** Opening Material provided block **

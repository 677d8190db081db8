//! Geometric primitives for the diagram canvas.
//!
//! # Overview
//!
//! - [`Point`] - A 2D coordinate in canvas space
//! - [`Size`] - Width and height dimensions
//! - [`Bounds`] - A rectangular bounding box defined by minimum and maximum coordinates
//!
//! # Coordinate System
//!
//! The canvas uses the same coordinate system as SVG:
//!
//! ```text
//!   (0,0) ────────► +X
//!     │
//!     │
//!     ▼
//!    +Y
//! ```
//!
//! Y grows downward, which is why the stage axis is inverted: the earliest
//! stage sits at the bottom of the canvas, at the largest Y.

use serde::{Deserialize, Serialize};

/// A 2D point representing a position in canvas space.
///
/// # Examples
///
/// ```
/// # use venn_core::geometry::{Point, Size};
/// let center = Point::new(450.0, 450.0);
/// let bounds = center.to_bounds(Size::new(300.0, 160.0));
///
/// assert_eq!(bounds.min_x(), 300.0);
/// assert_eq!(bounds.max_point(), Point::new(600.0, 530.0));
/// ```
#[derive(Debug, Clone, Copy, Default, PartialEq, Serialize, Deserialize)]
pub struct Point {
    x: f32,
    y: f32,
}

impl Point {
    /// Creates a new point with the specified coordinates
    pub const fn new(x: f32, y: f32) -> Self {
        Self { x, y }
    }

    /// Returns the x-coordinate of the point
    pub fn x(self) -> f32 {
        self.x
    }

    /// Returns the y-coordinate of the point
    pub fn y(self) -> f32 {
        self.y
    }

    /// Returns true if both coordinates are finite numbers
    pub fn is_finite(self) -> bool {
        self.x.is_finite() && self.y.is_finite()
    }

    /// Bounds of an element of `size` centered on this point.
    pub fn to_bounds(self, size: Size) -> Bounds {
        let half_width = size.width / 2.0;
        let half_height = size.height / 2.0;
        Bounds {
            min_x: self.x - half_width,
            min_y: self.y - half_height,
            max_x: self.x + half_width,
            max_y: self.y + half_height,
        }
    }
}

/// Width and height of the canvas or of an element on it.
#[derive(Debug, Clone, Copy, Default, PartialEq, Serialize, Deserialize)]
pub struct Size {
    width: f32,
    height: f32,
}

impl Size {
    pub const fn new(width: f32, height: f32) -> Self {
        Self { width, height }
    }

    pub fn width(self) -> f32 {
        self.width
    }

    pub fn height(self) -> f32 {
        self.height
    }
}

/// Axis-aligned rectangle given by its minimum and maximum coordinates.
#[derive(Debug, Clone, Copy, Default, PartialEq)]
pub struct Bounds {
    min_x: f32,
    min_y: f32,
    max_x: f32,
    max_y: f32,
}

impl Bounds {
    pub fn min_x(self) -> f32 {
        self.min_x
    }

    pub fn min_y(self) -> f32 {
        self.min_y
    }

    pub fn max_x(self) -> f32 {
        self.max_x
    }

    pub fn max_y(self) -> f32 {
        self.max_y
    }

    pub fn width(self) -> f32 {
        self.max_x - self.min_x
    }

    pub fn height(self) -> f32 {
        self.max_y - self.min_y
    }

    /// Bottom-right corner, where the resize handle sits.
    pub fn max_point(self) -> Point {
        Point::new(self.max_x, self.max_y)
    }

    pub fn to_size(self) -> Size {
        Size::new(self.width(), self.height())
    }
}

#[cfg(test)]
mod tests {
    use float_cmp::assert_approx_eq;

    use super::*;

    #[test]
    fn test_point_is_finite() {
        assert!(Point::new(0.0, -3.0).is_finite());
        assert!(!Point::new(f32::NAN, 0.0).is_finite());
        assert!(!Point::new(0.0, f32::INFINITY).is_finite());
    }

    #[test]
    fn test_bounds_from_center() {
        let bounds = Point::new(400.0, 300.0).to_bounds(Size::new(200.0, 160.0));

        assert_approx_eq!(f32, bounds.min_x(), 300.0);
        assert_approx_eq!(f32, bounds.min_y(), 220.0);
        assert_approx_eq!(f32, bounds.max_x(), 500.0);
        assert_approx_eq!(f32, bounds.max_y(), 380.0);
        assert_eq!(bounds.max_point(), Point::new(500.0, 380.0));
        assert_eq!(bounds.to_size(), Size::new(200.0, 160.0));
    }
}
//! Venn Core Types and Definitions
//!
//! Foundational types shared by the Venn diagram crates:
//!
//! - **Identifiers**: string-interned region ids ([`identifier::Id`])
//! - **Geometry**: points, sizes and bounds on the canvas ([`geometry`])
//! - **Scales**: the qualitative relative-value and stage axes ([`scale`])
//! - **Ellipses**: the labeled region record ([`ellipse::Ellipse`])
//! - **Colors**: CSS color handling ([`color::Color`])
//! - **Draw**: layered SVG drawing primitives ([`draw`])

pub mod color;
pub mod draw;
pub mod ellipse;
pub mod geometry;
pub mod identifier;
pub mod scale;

** Closing Material provided block **
** Opening Material provided block **

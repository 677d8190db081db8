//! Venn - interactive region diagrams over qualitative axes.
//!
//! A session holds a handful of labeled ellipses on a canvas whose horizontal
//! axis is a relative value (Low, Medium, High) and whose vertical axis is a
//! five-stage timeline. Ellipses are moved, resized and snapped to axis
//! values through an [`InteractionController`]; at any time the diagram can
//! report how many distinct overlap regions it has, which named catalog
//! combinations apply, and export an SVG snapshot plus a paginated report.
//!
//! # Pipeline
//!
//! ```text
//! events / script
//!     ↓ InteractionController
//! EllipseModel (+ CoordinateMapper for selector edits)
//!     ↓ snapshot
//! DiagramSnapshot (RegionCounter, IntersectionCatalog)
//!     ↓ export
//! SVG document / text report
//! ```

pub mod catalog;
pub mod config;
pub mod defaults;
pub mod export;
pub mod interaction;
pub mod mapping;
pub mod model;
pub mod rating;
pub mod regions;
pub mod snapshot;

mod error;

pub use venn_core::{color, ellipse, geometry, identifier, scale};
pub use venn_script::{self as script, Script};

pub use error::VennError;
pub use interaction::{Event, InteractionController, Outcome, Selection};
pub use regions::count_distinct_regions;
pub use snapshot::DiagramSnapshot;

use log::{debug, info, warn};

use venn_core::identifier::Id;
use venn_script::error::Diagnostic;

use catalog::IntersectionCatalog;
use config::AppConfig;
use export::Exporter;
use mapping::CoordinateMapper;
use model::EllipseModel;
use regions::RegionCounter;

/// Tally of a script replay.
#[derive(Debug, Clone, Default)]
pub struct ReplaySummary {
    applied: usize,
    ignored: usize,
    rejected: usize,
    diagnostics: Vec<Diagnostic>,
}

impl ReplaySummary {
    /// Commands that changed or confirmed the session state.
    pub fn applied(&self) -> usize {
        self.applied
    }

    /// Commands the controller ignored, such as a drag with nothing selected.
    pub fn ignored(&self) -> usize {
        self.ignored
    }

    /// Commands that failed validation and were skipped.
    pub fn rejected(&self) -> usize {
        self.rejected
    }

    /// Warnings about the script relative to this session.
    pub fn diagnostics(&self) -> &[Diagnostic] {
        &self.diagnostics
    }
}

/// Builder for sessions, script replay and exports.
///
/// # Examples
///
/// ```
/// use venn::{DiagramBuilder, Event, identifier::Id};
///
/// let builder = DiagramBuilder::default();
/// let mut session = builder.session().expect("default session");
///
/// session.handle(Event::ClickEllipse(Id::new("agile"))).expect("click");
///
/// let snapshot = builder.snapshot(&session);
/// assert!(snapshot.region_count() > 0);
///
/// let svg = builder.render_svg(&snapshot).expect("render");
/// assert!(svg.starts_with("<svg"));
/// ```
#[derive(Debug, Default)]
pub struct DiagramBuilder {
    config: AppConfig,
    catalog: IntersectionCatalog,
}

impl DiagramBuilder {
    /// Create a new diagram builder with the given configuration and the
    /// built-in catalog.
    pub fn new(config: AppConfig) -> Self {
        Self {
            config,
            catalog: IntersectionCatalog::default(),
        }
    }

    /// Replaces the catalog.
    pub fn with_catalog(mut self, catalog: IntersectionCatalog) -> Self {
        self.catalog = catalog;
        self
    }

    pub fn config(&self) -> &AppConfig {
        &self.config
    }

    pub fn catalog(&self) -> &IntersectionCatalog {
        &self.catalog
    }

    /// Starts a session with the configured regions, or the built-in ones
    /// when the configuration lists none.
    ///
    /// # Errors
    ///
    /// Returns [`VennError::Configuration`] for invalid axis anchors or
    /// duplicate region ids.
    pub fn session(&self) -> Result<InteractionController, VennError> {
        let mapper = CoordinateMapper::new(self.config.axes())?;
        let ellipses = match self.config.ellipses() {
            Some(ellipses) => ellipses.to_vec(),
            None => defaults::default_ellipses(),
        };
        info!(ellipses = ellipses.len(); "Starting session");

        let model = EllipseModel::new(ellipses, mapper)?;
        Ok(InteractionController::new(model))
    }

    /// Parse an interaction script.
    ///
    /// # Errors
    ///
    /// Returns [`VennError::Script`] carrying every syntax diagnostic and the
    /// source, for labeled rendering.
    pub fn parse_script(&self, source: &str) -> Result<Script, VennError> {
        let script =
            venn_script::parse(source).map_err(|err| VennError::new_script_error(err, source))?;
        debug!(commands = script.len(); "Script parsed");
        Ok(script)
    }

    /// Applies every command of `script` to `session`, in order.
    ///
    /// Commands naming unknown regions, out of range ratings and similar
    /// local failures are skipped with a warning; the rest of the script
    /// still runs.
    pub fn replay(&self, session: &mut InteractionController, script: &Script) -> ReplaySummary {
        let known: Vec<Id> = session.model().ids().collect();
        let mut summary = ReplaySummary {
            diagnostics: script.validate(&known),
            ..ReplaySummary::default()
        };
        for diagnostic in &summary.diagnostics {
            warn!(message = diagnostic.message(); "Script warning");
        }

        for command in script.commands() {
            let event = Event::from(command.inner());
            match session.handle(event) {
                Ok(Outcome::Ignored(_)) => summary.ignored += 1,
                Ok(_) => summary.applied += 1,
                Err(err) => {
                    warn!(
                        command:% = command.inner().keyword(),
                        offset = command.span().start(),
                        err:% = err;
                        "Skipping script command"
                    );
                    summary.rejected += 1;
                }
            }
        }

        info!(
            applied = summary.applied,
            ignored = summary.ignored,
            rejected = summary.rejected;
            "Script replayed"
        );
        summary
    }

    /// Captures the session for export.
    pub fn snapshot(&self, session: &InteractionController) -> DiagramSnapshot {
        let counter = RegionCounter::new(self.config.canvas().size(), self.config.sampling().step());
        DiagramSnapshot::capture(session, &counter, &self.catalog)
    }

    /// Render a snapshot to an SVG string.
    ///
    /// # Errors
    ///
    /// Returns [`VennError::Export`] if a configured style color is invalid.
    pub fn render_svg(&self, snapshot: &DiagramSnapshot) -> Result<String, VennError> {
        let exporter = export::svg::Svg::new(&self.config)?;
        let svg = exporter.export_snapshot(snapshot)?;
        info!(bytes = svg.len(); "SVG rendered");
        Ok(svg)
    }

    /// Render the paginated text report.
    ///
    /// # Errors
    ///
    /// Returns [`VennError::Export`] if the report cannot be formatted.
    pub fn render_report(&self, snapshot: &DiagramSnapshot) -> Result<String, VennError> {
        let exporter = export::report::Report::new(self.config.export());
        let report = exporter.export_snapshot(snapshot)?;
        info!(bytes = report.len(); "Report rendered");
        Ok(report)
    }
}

** Closing Material provided block **
** Opening Material provided block **

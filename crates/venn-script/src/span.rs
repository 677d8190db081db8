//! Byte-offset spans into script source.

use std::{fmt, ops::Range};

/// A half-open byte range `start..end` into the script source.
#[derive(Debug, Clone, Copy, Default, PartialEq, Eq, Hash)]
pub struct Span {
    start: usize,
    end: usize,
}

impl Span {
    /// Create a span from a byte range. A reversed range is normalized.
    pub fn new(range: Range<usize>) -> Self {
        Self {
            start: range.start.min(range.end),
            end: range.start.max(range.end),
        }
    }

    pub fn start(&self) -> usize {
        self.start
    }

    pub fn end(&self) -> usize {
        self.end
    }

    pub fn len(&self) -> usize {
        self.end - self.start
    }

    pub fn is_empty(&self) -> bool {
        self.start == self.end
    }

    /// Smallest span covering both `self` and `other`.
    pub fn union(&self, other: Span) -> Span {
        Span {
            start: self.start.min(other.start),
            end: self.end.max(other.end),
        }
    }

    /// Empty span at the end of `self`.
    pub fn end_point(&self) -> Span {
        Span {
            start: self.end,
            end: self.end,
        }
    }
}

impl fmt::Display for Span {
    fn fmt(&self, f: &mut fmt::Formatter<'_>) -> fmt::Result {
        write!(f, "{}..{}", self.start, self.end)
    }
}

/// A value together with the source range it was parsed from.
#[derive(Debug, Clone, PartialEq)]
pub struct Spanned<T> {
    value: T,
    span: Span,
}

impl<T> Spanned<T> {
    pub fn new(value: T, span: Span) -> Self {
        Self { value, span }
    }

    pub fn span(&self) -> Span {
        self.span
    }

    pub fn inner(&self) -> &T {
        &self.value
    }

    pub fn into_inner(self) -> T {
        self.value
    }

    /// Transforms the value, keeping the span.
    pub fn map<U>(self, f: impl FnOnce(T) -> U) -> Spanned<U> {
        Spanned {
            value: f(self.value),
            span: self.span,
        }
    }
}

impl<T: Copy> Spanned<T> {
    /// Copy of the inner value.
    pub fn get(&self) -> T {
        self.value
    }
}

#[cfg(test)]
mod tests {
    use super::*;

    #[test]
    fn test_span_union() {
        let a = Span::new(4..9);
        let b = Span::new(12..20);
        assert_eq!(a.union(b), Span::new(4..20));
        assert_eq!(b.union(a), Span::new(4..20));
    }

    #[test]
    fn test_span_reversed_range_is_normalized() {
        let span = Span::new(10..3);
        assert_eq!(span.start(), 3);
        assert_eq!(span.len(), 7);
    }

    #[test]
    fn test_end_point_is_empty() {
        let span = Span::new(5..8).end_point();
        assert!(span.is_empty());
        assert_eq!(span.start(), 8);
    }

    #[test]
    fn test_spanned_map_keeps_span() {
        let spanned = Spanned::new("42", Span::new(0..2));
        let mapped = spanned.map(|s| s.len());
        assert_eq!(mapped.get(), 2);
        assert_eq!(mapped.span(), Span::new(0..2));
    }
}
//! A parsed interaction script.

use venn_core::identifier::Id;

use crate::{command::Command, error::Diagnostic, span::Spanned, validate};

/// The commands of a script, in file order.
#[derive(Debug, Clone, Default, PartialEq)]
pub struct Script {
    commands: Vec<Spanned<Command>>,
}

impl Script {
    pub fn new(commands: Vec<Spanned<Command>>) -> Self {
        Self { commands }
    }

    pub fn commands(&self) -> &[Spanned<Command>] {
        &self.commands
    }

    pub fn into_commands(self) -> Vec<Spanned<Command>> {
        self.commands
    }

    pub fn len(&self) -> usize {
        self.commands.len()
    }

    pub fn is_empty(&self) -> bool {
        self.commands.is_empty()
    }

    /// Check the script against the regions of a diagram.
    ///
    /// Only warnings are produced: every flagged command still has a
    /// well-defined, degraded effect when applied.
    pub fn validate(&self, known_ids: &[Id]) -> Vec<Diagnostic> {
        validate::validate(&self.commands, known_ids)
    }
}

** Closing Material provided block **

(Task directions):
From the lines above, copy those that contain the word "info".

(Response box):
use log::{debug, info, warn};
        info!(ellipses = ellipses.len(); "Starting session");
        info!(
        info!(bytes = svg.len(); "SVG rendered");
        info!(bytes = report.len(); "Report rendered");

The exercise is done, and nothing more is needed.